Дверь. Звонок. "Мама!"
Уже пришли первые гости. Мать поставила на стол лимонный пирог.
Отец курил на балконе с Федором Николаевичем. Их длинные шинели висели в прихожей. У окна под самый потолок стояла елка. Алеша еще не знал, что это не елка, а молодая сосна. На макушке горела звезда, горели цветные лампочки, сверкала серебряная мишура, стеклянные шары, грецкие орехи в золотой фольге…
– Утром под елкой будут подарки, Дед Мороз приходит ночью, когда дети спят. – Мать уводила его в спальню… Он не хотел уходить ото всех, капризничал.
Постель уже была разобрана. Мать уложила его, поцеловала. От нее пахло вином. Вышла, прикрыла дверь. Стало темно и тихо.
Алексей Степанович был сам собой и этим мальчиком одновременно, но мальчик не знал о его существовании. Мальчик должен прожить тридцать лет, чтобы узнать.
Тридцать лет, – думал Алексей Степанович, – за эти годы я что-нибудь придумаю.
Детектив
Дни неотличимы один от другого,
Прошлое – ошибка памяти.
Вы знаете, как трудно бывает объяснить доктору свое физическое самочувствие. Слова путают даже тебя самого и рождают совсем другое ощущение. Как же можно объяснить – передать – более тонкие вещи, эмоции, мысли? Проблема эта давно волнует людей, они пытаются ее разрешить, отлично сознавая неразрешимость. Я в их числе.
Первое, что мне хочется, это сразу начать с объяснений: как я себя чувствую, да где у меня болит, хотя уже по оыту знаю, что это худший способ. Начать лучше всего с чего-нибудь другого, с описания природы, к примеру, или интересного типа в электричке.
И тогда, когда ты делаешь вид, что тебя вовсе не интересует собственное самочувствие, оно вдруг сказывается и находит выражение во всем, и в описании природы тоже. Таков закон этого странного мира. Но соблазн велик, и я начну все-таки с объяснений, авось не испорчу, в конце концов, никто не знает законов этого мира до последней точки.
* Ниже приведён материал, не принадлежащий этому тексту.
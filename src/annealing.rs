//! Simulated annealing over customer visiting order.
//!
//! One [`Annealer::tick`] is one proposal: swap two random tour positions,
//! score the candidate against the distance matrix, apply the Metropolis
//! rule, then cool geometrically.

use rand::rngs::StdRng;
use rand::{Rng, SeedableRng};
use tracing::trace;

use crate::config::AnnealingConfig;
use crate::error::{PlannerError, PreconditionError};
use crate::pathfinder::DistanceMatrix;

/// Length of the closed loop warehouse -> tour.. -> warehouse.
///
/// `tour` holds customer indices; customer `c` sits at PointIndex `c + 1`.
/// Any unreachable leg makes the whole tour cost `f64::INFINITY`.
pub fn tour_cost(tour: &[usize], distances: &DistanceMatrix) -> f64 {
    let mut cost = 0.0;
    let mut prev = 0;
    for &customer in tour {
        cost += distances.cost(prev, customer + 1);
        prev = customer + 1;
    }
    cost + distances.cost(prev, 0)
}

/// What a single tick did.
#[derive(Debug, Clone, Copy, PartialEq)]
pub enum TickOutcome {
    /// A proposal was evaluated and the temperature cooled.
    Stepped { accepted: bool, improved_best: bool },
    /// The temperature was already below the threshold; nothing changed.
    Converged { iterations: u64, best_cost: f64 },
}

/// Mutable optimizer state for one run.
#[derive(Debug, Clone)]
pub struct Annealer {
    rng: StdRng,
    temperature: f64,
    cooling_rate: f64,
    convergence_threshold: f64,
    iterations: u64,
    current: Vec<usize>,
    current_cost: f64,
    best: Vec<usize>,
    best_cost: f64,
    accepted_moves: u64,
    improving_moves: u64,
}

impl Annealer {
    /// Starts from the identity tour `[0, 1, .., customers - 1]`.
    pub fn new(
        customers: usize,
        distances: &DistanceMatrix,
        config: &AnnealingConfig,
    ) -> Result<Self, PlannerError> {
        config.validate()?;
        if customers == 0 {
            return Err(PreconditionError::NoCustomers.into());
        }
        debug_assert_eq!(distances.size(), customers + 1);

        let rng = match config.seed {
            Some(seed) => StdRng::seed_from_u64(seed),
            None => StdRng::from_os_rng(),
        };
        let tour: Vec<usize> = (0..customers).collect();
        let cost = tour_cost(&tour, distances);

        Ok(Self {
            rng,
            temperature: config.initial_temperature,
            cooling_rate: config.cooling_rate,
            convergence_threshold: config.convergence_threshold,
            iterations: 0,
            best: tour.clone(),
            current: tour,
            current_cost: cost,
            best_cost: cost,
            accepted_moves: 0,
            improving_moves: 0,
        })
    }

    pub fn tick(&mut self, distances: &DistanceMatrix) -> TickOutcome {
        if self.is_converged() {
            return TickOutcome::Converged {
                iterations: self.iterations,
                best_cost: self.best_cost,
            };
        }

        let n = self.current.len();
        let i = self.rng.random_range(0..n);
        let j = self.rng.random_range(0..n);
        let mut candidate = self.current.clone();
        candidate.swap(i, j);

        let candidate_cost = tour_cost(&candidate, distances);
        // inf -> finite is -inf (always taken); inf -> inf is NaN and never
        // passes either branch below.
        let delta = candidate_cost - self.current_cost;

        // Metropolis acceptance criterion
        let accepted = if delta < 0.0 {
            self.improving_moves += 1;
            true
        } else {
            let probability = (-delta / self.temperature).exp();
            self.rng.random_range(0.0..1.0) < probability
        };

        let mut improved_best = false;
        if accepted {
            self.current = candidate;
            self.current_cost = candidate_cost;
            self.accepted_moves += 1;

            if self.current_cost < self.best_cost {
                self.best.clone_from(&self.current);
                self.best_cost = self.current_cost;
                improved_best = true;
                trace!(
                    iteration = self.iterations,
                    best_cost = self.best_cost,
                    "new best tour"
                );
            }
        }

        self.temperature *= self.cooling_rate;
        self.iterations += 1;

        TickOutcome::Stepped {
            accepted,
            improved_best,
        }
    }

    pub fn is_converged(&self) -> bool {
        self.temperature < self.convergence_threshold
    }

    pub fn temperature(&self) -> f64 {
        self.temperature
    }

    pub fn iterations(&self) -> u64 {
        self.iterations
    }

    pub fn current_tour(&self) -> &[usize] {
        &self.current
    }

    pub fn current_cost(&self) -> f64 {
        self.current_cost
    }

    pub fn best_tour(&self) -> &[usize] {
        &self.best
    }

    pub fn best_cost(&self) -> f64 {
        self.best_cost
    }

    pub fn accepted_moves(&self) -> u64 {
        self.accepted_moves
    }

    pub fn improving_moves(&self) -> u64 {
        self.improving_moves
    }
}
Итак, самое главное, постоянное, хотя я и не всегда его помню, ощущение – я участвую в спектакле. Я знаю древность сопоставления жизни и театра, но мне все же кажется, мое ощущение имеет оттенок, еще никем не высказанный. Во-первых, я чувствую себя не актером, а человеком, которого по ошибке затащили на сцену. Во-вторых, мне все время хочется вспомнить, кто же я на самом деле. Если бы я чувствовал себя актером, я бы отдавался игре весь. Настоящий актер не помнит домашних дел; я тоже не помню, но силюсь вспомнить.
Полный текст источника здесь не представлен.